Kiranya Tuhan merawat segala kekecewaan ini sampai aku kelelahan sendiri lalu melupakannya, karna aku sudah tidak punya kekuatan untuk memikirkannya lagi bukan karna kemauanku yang tak kunjung ada.

Kepada kamu yang telah terbiasa menggeser kehidupan orang lain dan mampu menjadikannya bukan urusanmu, aku mohon pergilah dari pikiranku. Aku masih ingat malam itu, malam mengerikan itu.. dimana aku mau mengakhiri semuanya dan aku masih mengingat diriku sendiri untuk diselamatkan.
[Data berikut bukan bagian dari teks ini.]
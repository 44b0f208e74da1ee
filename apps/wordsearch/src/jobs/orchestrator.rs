//! Job Orchestrator — submission, background execution, status and cleanup.
//!
//! # Lifecycle
//! 1. `submit` validates the request, stores a `Queued` job and spawns its execution.
//! 2. The execution task marks the job `Processing`, creates the job directory, and
//!    hands the pipeline to the worker pool.
//! 3. The pool result becomes `Completed` (with artifact URLs) or `Failed` (with the
//!    error message). Nothing a job does can fail another job or the orchestrator.
//!
//! Deleting a job does not stop work already on the pool. When that work finishes,
//! the store refuses the update and any files it wrote are removed.

use std::path::{Path, PathBuf};
use std::sync::Arc;

use serde::Serialize;
use tracing::{debug, error, info, warn};
use uuid::Uuid;

use crate::errors::GenerationError;
use crate::jobs::pipeline::{PuzzleGenerator, PUZZLE_FILE, SOLUTION_FILE};
use crate::jobs::pool::WorkerPool;
use crate::jobs::store::JobStore;
use crate::models::job::{Job, JobResult, JobStatus};
use crate::models::puzzle::PuzzleRequest;

/// Response to a successful submission.
#[derive(Debug, Clone, Serialize)]
pub struct SubmitResponse {
    pub job_id: Uuid,
    pub status: JobStatus,
}

#[derive(Debug, Clone)]
pub enum JobLookup {
    Found(Job),
    NotFound,
}

#[derive(Debug, Clone, Copy, PartialEq, Eq, Serialize)]
#[serde(tag = "status", rename_all = "snake_case")]
pub enum DeleteOutcome {
    Deleted,
    NotFound,
}

#[derive(Clone)]
pub struct JobOrchestrator {
    store: Arc<dyn JobStore>,
    pool: WorkerPool,
    generator: PuzzleGenerator,
    puzzles_dir: PathBuf,
    /// URL prefix under which `puzzles_dir` is served.
    public_prefix: String,
}
use std::collections::BTreeMap;

use serde::{Deserialize, Serialize};

#[derive(Debug, Clone, Copy, PartialEq, Eq, Hash, PartialOrd, Ord, Serialize, Deserialize)]
pub struct Position {
    pub row: usize,
    pub col: usize,
}

impl Position {
    pub fn new(row: usize, col: usize) -> Self {
        Self { row, col }
    }
}

#[derive(Debug, Clone, Copy, PartialEq, Eq, Serialize, Deserialize)]
pub enum Cell {
    Letter(char),
    Blocked,
}

impl Cell {
    pub fn letter(self) -> Option<char> {
        match self {
            Cell::Letter(c) => Some(c),
            Cell::Blocked => None,
        }
    }
}

/// Solved letter grid, row-major.
#[derive(Debug, Clone, PartialEq, Eq, Serialize, Deserialize)]
pub struct Grid {
    rows: Vec<Vec<Cell>>,
}

impl Grid {
    pub fn from_rows(rows: Vec<Vec<Cell>>) -> Self {
        debug_assert!(
            rows.windows(2).all(|w| w[0].len() == w[1].len()),
            "grid rows must all have the same length"
        );
        Self { rows }
    }

    pub fn nrows(&self) -> usize {
        self.rows.len()
    }

    pub fn ncols(&self) -> usize {
        self.rows.first().map_or(0, Vec::len)
    }

    pub fn cell(&self, row: usize, col: usize) -> Cell {
        self.rows[row][col]
    }

    /// One line of text per row, blocked cells shown as `*`.
    pub fn to_text(&self) -> String {
        self.rows
            .iter()
            .map(|row| {
                row.iter()
                    .map(|c| c.letter().unwrap_or('*').to_string())
                    .collect::<Vec<_>>()
                    .join(" ")
            })
            .collect::<Vec<_>>()
            .join("\n")
    }
}

/// Straight line a placed word occupies, endpoints inclusive.
#[derive(Debug, Clone, Copy, PartialEq, Eq, Serialize, Deserialize)]
pub struct Placement {
    pub start: Position,
    pub end: Position,
}

impl Placement {
    pub fn new(start: Position, end: Position) -> Self {
        Self { start, end }
    }

    /// Cells visited by a word of `len` letters, stepping each differing axis by
    /// `(end - start) / (len - 1)`. A one-letter word has no step.
    pub fn cells(&self, len: usize) -> Vec<Position> {
        let steps = len.saturating_sub(1) as isize;
        let axis = |start: usize, end: usize, i: isize| -> usize {
            if start == end || steps == 0 {
                return start;
            }
            let delta = end as isize - start as isize;
            (start as isize + (i * delta).div_euclid(steps)) as usize
        };

        (0..len as isize)
            .map(|i| {
                Position::new(
                    axis(self.start.row, self.end.row, i),
                    axis(self.start.col, self.end.col, i),
                )
            })
            .collect()
    }
}

/// Word → placement. Ordered so rendering is reproducible.
pub type Placements = BTreeMap<String, Placement>;

/// Solver output: the filled grid and where each word sits in it.
#[derive(Debug, Clone, PartialEq, Eq)]
pub struct SolvedGrid {
    pub grid: Grid,
    pub placements: Placements,
}

#[cfg(test)]
mod tests {
    use super::*;

    fn p(row: usize, col: usize) -> Position {
        Position::new(row, col)
    }

    #[test]
    fn test_horizontal_cells() {
        let cells = Placement::new(p(2, 1), p(2, 4)).cells(4);
        assert_eq!(cells, vec![p(2, 1), p(2, 2), p(2, 3), p(2, 4)]);
    }

    #[test]
    fn test_backwards_vertical_cells() {
        let cells = Placement::new(p(4, 0), p(0, 0)).cells(5);
        assert_eq!(cells, vec![p(4, 0), p(3, 0), p(2, 0), p(1, 0), p(0, 0)]);
    }

    #[test]
    fn test_anti_diagonal_cells() {
        let cells = Placement::new(p(0, 3), p(3, 0)).cells(4);
        assert_eq!(cells, vec![p(0, 3), p(1, 2), p(2, 1), p(3, 0)]);
    }

    #[test]
    fn test_single_letter_has_zero_step() {
        let cells = Placement::new(p(1, 1), p(1, 1)).cells(1);
        assert_eq!(cells, vec![p(1, 1)]);
    }

    #[test]
    fn test_cells_are_distinct_and_len_matches() {
        let placement = Placement::new(p(5, 5), p(0, 0));
        let cells = placement.cells(6);
        assert_eq!(cells.len(), 6);
        let unique: std::collections::HashSet<_> = cells.iter().collect();
        assert_eq!(unique.len(), 6);
    }

    #[test]
    fn test_grid_dimensions_and_text() {
        let grid = Grid::from_rows(vec![
            vec![Cell::Letter('A'), Cell::Blocked],
            vec![Cell::Letter('C'), Cell::Letter('D')],
        ]);
        assert_eq!(grid.nrows(), 2);
        assert_eq!(grid.ncols(), 2);
        assert_eq!(grid.cell(0, 1), Cell::Blocked);
        assert_eq!(grid.to_text(), "A *\nC D");
    }
}
//! Word placement — the `Solver` seam and the default randomized search.
//!
//! The orchestrator only depends on the `Solver` trait: given dimensions, a word list,
//! the backwards flag and the job's mask, it returns a filled grid with every word's
//! placement, or an explicit `SolverError`. Solving is CPU-bound and synchronous; it is
//! always invoked from the worker pool.

use std::collections::BTreeSet;

use rand::rngs::StdRng;
use rand::seq::SliceRandom;
use rand::{Rng, SeedableRng};
use thiserror::Error;
use tracing::debug;

use crate::models::puzzle::NMAX;
use crate::puzzle::grid::{Cell, Grid, Placement, Placements, Position, SolvedGrid};
use crate::puzzle::mask::Mask;

const ALPHABET: &[char] = &[
    'A', 'B', 'C', 'D', 'E', 'F', 'G', 'H', 'I', 'J', 'K', 'L', 'M', 'N', 'O', 'P', 'Q', 'R',
    'S', 'T', 'U', 'V', 'W', 'X', 'Y', 'Z',
];

/// Right, down, down-right first: the only directions kept when backwards is disallowed.
const DIRECTIONS: [(isize, isize); 8] = [
    (0, 1),
    (1, 0),
    (1, 1),
    (0, -1),
    (-1, 0),
    (-1, -1),
    (1, -1),
    (-1, 1),
];
const FORWARD_DIRECTIONS: usize = 3;

pub const DEFAULT_MAX_ATTEMPTS: u32 = 10;

#[derive(Debug, Clone, PartialEq, Eq, Error)]
pub enum SolverError {
    #[error("grid {nrows}x{ncols} exceeds the maximum of {NMAX}x{NMAX}")]
    GridTooLarge { nrows: usize, ncols: usize },

    #[error("could not place '{word}' after {attempts} attempts")]
    NoPlacement { attempts: u32, word: String },

    #[error("solver returned no placement for '{word}'")]
    MissingPlacement { word: String },
}

/// Everything a solver is given for one job.
#[derive(Debug, Clone, Copy)]
pub struct SolveInput<'a> {
    pub nrows: usize,
    pub ncols: usize,
    pub words: &'a [String],
    pub allow_backwards: bool,
    pub mask: &'a Mask,
}

/// The word-placement search. Implement this to swap search strategies without
/// touching the pipeline or orchestrator.
pub trait Solver: Send + Sync {
    fn solve(&self, input: &SolveInput<'_>) -> Result<SolvedGrid, SolverError>;
}

/// Randomized greedy placement with whole-grid restarts.
///
/// Each attempt shuffles the words, then for each word tries every open start cell
/// in random order and the allowed directions in random order, keeping the first
/// fit. A word that fits nowhere fails the attempt. Duplicate words are placed once.
#[derive(Debug, Clone)]
pub struct RandomPlacementSolver {
    max_attempts: u32,
    seed: Option<u64>,
}

impl Default for RandomPlacementSolver {
    fn default() -> Self {
        Self::new(DEFAULT_MAX_ATTEMPTS)
    }
}

impl RandomPlacementSolver {
    pub fn new(max_attempts: u32) -> Self {
        Self {
            max_attempts: max_attempts.max(1),
            seed: None,
        }
    }

    /// Makes every solve reproducible.
    #[cfg(test)]
    pub fn with_seed(mut self, seed: u64) -> Self {
        self.seed = Some(seed);
        self
    }
}

impl Solver for RandomPlacementSolver {
    fn solve(&self, input: &SolveInput<'_>) -> Result<SolvedGrid, SolverError> {
        if input.nrows > NMAX || input.ncols > NMAX {
            return Err(SolverError::GridTooLarge {
                nrows: input.nrows,
                ncols: input.ncols,
            });
        }

        let mut rng = match self.seed {
            Some(seed) => StdRng::seed_from_u64(seed),
            None => StdRng::from_entropy(),
        };

        // Dedup keeps one placement per distinct word; BTreeSet gives a stable base order.
        let distinct: Vec<&str> = input
            .words
            .iter()
            .map(String::as_str)
            .filter(|w| !w.is_empty())
            .collect::<BTreeSet<_>>()
            .into_iter()
            .collect();

        let mut last_failed = String::new();
        for attempt in 1..=self.max_attempts {
            match attempt_fill(input, &distinct, &mut rng) {
                Ok(solved) => {
                    debug!(attempt, words = distinct.len(), "Solver placed all words");
                    return Ok(solved);
                }
                Err(word) => {
                    debug!(attempt, word = %word, "Solver attempt failed");
                    last_failed = word;
                }
            }
        }

        Err(SolverError::NoPlacement {
            attempts: self.max_attempts,
            word: last_failed,
        })
    }
}

/// One full placement attempt. Returns the word that could not be placed on failure.
fn attempt_fill<R: Rng>(
    input: &SolveInput<'_>,
    words: &[&str],
    rng: &mut R,
) -> Result<SolvedGrid, String> {
    let mut board: Vec<Vec<Option<char>>> = vec![vec![None; input.ncols]; input.nrows];
    let mut placements = Placements::new();

    let mut order = words.to_vec();
    order.shuffle(rng);

    let mut directions: Vec<(isize, isize)> = if input.allow_backwards {
        DIRECTIONS.to_vec()
    } else {
        DIRECTIONS[..FORWARD_DIRECTIONS].to_vec()
    };

    for word in order {
        let letters: Vec<char> = word.chars().collect();
        let mut starts = input.mask.open_cells();
        starts.shuffle(rng);

        let mut placed = None;
        'starts: for start in starts {
            directions.shuffle(rng);
            for &(dr, dc) in &directions {
                if fits(&board, input.mask, &letters, start, dr, dc) {
                    placed = Some(write_word(&mut board, &letters, start, dr, dc));
                    break 'starts;
                }
            }
        }

        match placed {
            Some(placement) => {
                placements.insert(word.to_string(), placement);
            }
            None => return Err(word.to_string()),
        }
    }

    let mut rows = Vec::with_capacity(input.nrows);
    for (row, cells) in board.into_iter().enumerate() {
        let mut filled = Vec::with_capacity(cells.len());
        for (col, cell) in cells.into_iter().enumerate() {
            filled.push(if input.mask.is_blocked(row, col) {
                Cell::Blocked
            } else {
                Cell::Letter(cell.unwrap_or_else(|| random_letter(rng)))
            });
        }
        rows.push(filled);
    }

    Ok(SolvedGrid {
        grid: Grid::from_rows(rows),
        placements,
    })
}

fn step(start: Position, dr: isize, dc: isize, i: usize) -> (isize, isize) {
    (
        start.row as isize + dr * i as isize,
        start.col as isize + dc * i as isize,
    )
}

fn fits(
    board: &[Vec<Option<char>>],
    mask: &Mask,
    letters: &[char],
    start: Position,
    dr: isize,
    dc: isize,
) -> bool {
    let (nrows, ncols) = (board.len() as isize, board.first().map_or(0, Vec::len) as isize);
    letters.iter().enumerate().all(|(i, &ch)| {
        let (row, col) = step(start, dr, dc, i);
        if row < 0 || row >= nrows || col < 0 || col >= ncols {
            return false;
        }
        let (row, col) = (row as usize, col as usize);
        if mask.is_blocked(row, col) {
            return false;
        }
        match board[row][col] {
            None => true,
            Some(existing) => existing == ch,
        }
    })
}

/// Writes the letters and returns the placement. Callers check `fits` first.
fn write_word(
    board: &mut [Vec<Option<char>>],
    letters: &[char],
    start: Position,
    dr: isize,
    dc: isize,
) -> Placement {
    for (i, &ch) in letters.iter().enumerate() {
        let (row, col) = step(start, dr, dc, i);
        board[row as usize][col as usize] = Some(ch);
    }
    let (end_row, end_col) = step(start, dr, dc, letters.len().saturating_sub(1));
    Placement::new(start, Position::new(end_row as usize, end_col as usize))
}

fn random_letter<R: Rng>(rng: &mut R) -> char {
    ALPHABET[rng.gen_range(0..ALPHABET.len())]
}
Kepada kamu yang tidak pernah ada di saat-saat seperti itu, segala intuisiku pun tidak pernah punya arti buatmu.

Betapa kasiannya aku malam itu, tak ada siapa-siapa, dunia tak mengerti, dan dengan segala kesakitanku tapi aku bertahan karena aku mengasihani diriku sendiri.


Rasa takut itu nyata. Masih tepat di belakangku.




Jakarta,
06.11.2019


Di balik Rahasia

Aku tak pernah menyangka sampai di sini, yakni di saat aku bertanya, apakah aku layak diperjuangkan karna rasa? Apakah kau lah manusia yang pantas untuk kuperjuangkan? Aku pesimis. Mungkin memang ada saja di luar sana jauh lebih baik dan lebih pantas untuk menunggumu dibanding aku? Hidupku memang sedang repot-repotnya, ingin sekali menyudahi rasa yang kuputuskan untuk kupelihara sampai sejauh ini. Yang dengan amat seringnya kau siram di tiap malam, sampai malamku tak sekedar perkara menahan dingin melulu.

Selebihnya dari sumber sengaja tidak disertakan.